Читаем А. К. Глазунов полностью

Когда переиграли все произведения, которые нашлись в доме, Шаляпин стал петь наизусть. Не отрывая глаз от певца, Александр Константинович внимательно следовал за всеми тончайшими оттенками его исполнения.

В самом конце вечера Федор Иванович спел «Блоху» Мусоргского.

С едкой, саркастической улыбкой начал Шаляпин странный рассказ, который поведал когда-то в кабачке гётевский Мефистофель:


Жил-был король когда-то,При нем блоха жила.Милей родного брата Она ему была...


Постепенно облик певца становился все более гневным, глаза начинали сверкать злобой.


От блох не стало мочи,Не стало и житья,—


возмущенно произнес он и, наконец, ураганом обрушил последнюю строфу:


А мы, кто стал кусаться,Тотчас давай душить!


Даже Глазунов, обычно внешне невозмутимый, был потрясен. Не в силах сдержать своего волнения, Стасов подбежал к Федору, чтобы еще раз обнять и поцеловать его. Глаза Владимира Васильевича смотрели так проницательно и умно и так сияли, что нельзя было им не залюбоваться.

Шаляпин, любовно глядя на Стасова, говорил:

— Люблю Мефистофеля. Когда пою его в опере, у Гуно, то при взгляде на хилых Фаустов, которым нужно возвращать молодость да еще доставлять Маргарит, всегда вспоминаю Владимира Васильевича. Это, по-моему, единственный Фауст, который по плечу черту.

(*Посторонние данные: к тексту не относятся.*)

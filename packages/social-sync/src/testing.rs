//! Testing utilities including mock implementations.
//!
//! Useful for exercising the sync routine without a CMS, a database or
//! a live instance.

use async_trait::async_trait;
use std::sync::{Arc, Mutex};

use crate::error::{StoreError, StoreResult, TransportError, TransportResult};
use crate::stores::MemoryPostStore;
use crate::traits::{
    PermalinkHost, PostStore, StatusRequest, StatusTransport, TransportResponse,
};
use crate::types::{PostId, PostQuery, PostRecord};

// =============================================================================
// Mock Transport
// =============================================================================

/// A transport that records requests and replays queued replies.
///
/// With nothing queued it answers `200 {}`.
#[derive(Default)]
pub struct MockTransport {
    replies: Mutex<Vec<TransportResult<TransportResponse>>>,
    requests: Mutex<Vec<StatusRequest>>,
}

impl MockTransport {
    pub fn new() -> Self {
        Self::default()
    }

    /// Queue a completed exchange.
    pub fn with_response(self, response: TransportResponse) -> Self {
        self.replies.lock().unwrap().push(Ok(response));
        self
    }

    /// Queue a transport failure.
    pub fn with_error(self, error: TransportError) -> Self {
        self.replies.lock().unwrap().push(Err(error));
        self
    }

    /// Number of requests sent.
    pub fn call_count(&self) -> usize {
        self.requests.lock().unwrap().len()
    }

    /// All requests sent, in order.
    pub fn requests(&self) -> Vec<StatusRequest> {
        self.requests.lock().unwrap().clone()
    }

    /// The most recent request, if any.
    pub fn last_request(&self) -> Option<StatusRequest> {
        self.requests.lock().unwrap().last().cloned()
    }
}

#[async_trait]
impl StatusTransport for MockTransport {
    async fn post_status(&self, request: &StatusRequest) -> TransportResult<TransportResponse> {
        self.requests.lock().unwrap().push(request.clone());

        let mut replies = self.replies.lock().unwrap();
        if replies.is_empty() {
            Ok(TransportResponse::new(200, "{}"))
        } else {
            replies.remove(0)
        }
    }
}

// =============================================================================
// Mock Permalink Host
// =============================================================================

/// A permalink host with fixed answers.
#[derive(Default)]
pub struct MockPermalinkHost {
    primary: Option<String>,
    route: Option<String>,
    route_calls: Mutex<Vec<String>>,
}

impl MockPermalinkHost {
    /// A host that knows no permalinks and no routes.
    pub fn new() -> Self {
        Self::default()
    }

    /// Answer every primary permalink request with `url`.
    pub fn with_primary(mut self, url: impl Into<String>) -> Self {
        self.primary = Some(url.into());
        self
    }

    /// Register the `post` route, answering with `url`.
    pub fn with_route(mut self, url: impl Into<String>) -> Self {
        self.route = Some(url.into());
        self
    }

    /// Route names asked for, in order.
    pub fn route_calls(&self) -> Vec<String> {
        self.route_calls.lock().unwrap().clone()
    }
}

impl PermalinkHost for MockPermalinkHost {
    fn primary_permalink(&self, _record: &PostRecord) -> Option<String> {
        self.primary.clone()
    }

    fn route_permalink(&self, route: &str, _record: &PostRecord) -> Option<String> {
        self.route_calls.lock().unwrap().push(route.to_string());
        if route == crate::permalink::POST_ROUTE {
            self.route.clone()
        } else {
            None
        }
    }
}

// =============================================================================
// Mock Post Store
// =============================================================================

/// Record of a call made to the mock store.
#[derive(Debug, Clone, PartialEq, Eq)]
pub enum MockStoreCall {
    FindLatest { title: String },
    CustomField { id: PostId, name: String },
}

/// An in-memory store that records calls and can be made to fail.
#[derive(Default)]
pub struct MockPostStore {
    inner: MemoryPostStore,
    fail_with: Option<String>,
    calls: Arc<Mutex<Vec<MockStoreCall>>>,
}

impl MockPostStore {
    pub fn new() -> Self {
        Self::default()
    }

    /// Seed a post.
    pub fn with_post(self, record: PostRecord) -> Self {
        self.inner.insert(record);
        self
    }

    /// Make every read fail with `StoreError::Unavailable`.
    pub fn failing(mut self, message: impl Into<String>) -> Self {
        self.fail_with = Some(message.into());
        self
    }

    pub fn calls(&self) -> Vec<MockStoreCall> {
        self.calls.lock().unwrap().clone()
    }

    fn check(&self) -> StoreResult<()> {
        match &self.fail_with {
            Some(message) => Err(StoreError::Unavailable(message.clone())),
            None => Ok(()),
        }
    }
}

#[async_trait]
impl PostStore for MockPostStore {
    async fn find_latest(&self, query: &PostQuery) -> StoreResult<Option<PostRecord>> {
        self.calls.lock().unwrap().push(MockStoreCall::FindLatest {
            title: query.title.clone(),
        });
        self.check()?;
        self.inner.find_latest(query).await
    }

    async fn custom_field(&self, id: PostId, name: &str) -> StoreResult<Option<String>> {
        self.calls.lock().unwrap().push(MockStoreCall::CustomField {
            id,
            name: name.to_string(),
        });
        self.check()?;
        self.inner.custom_field(id, name).await
    }
}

Расходиться начали только в третьем часу. Ночь была теплая и влажная. Звезды, переменив прежнее место, стали светить еще ярче. Но теперь это не вызывало грусти. Сегодня уже никому человек не мог показаться песчинкой, даже в сравнении со сверкающими, вечными звездами.

Глазунов подумал о «Пасторальной». Торжественный финал симфонии с его энергичными фанфарами и богатырской мощью оправданы. Они неизбежны. Вот почему темы предыдущих частей симфонии, то игриво-беззаботные, то скорбно-философские, появляясь в финале, изменяют свой облик, подчиняясь все нарастающему и ширящемуся ликованию.

У крыльца ждал привычный возница. Александр Константинович снова взобрался в коляску. Удобно устраиваясь на сидении, он думал:

— Молодец Федор! Ведь совсем недавно пел, как все, пока его вот на таком же вечере у Стасова кто-то не спросил: «Да ты понимаешь, что поешь?» И с тех пор как вырос! А Стасов! Что за великолепный старик! И всегда вытянет музыку. Не хочется, совсем не хочется играть, а заиграешь. Сердце радуется, когда он слушает.

КОНСЕРВАТОРИЯ

«С тонким чутьем человека-сердцеведа Вы всегда отгадывали наши нужды, волнующие нас запросы, всегда приходили нам на помощь в трудные минуты, так часто встречающиеся в жизни современной учащейся молодежи, словом и делом вселяли в нас внутренний мир, душевное спокойствие».

Из адреса Глазунову от оркестра Петроградской консерватории



Глазунов вошел в класс, подошел к столу и остановился. Спокойно и внимательно взглянул на обращенные к нему лица. В них можно было прочесть огромное уважение к великому музыканту, «который все знает, все понимает и все может, который для всех пример». Так охарактеризовал Глазунова его учитель Римский-Корсаков, так думали о нем все.

— Сейчас мы начнем новую тему, — сказал Александр Константинович, подошел к роялю, раскрыл ноты, и его карие глаза засветились острым любопытством. В обычно спокойном взгляде отразилась работа мысли великого музыканта, от внимания которого не могла ускользнуть ни малейшая деталь разбираемого произведения.

Не выпуская из рук неизменную сигару, композитор стал играть «Камаринскую» Глинки. Между отдельными разделами произведения он останавливался и довольно быстро, с увлечением, но не повышая голоса, пояснял тайны глинкинской инструментовки. Следить за ним было вначале трудно, но по мере продолжения урока ученики, захваченные множеством интереснейших сравнительных примеров, которые Глазунов приводил, пользуясь своей необъятной памятью, тоже увлекались все больше и больше.

Преподавать в консерватории Александр Константинович был приглашен в 1899 году. Композитор вел класс специальной инструментовки и другие теоретические предметы. Педагогическая работа ему нравилась. Правда, на групповых занятиях он несколько терялся. Нужно было объяснять так, чтобы было интересно и понятно, чтобы все успевали усвоить то, что казалось ему самому простым и ясным. Он помнил, как «схватывал на лету» все, о чем рассказывали ему в юности, и, ведя урок, не всегда мог правильно соизмерить силы своих учеников. Поэтому он сам и его ученики больше любили его индивидуальные занятия, где можно было поговорить обо всем подробно и не спеша.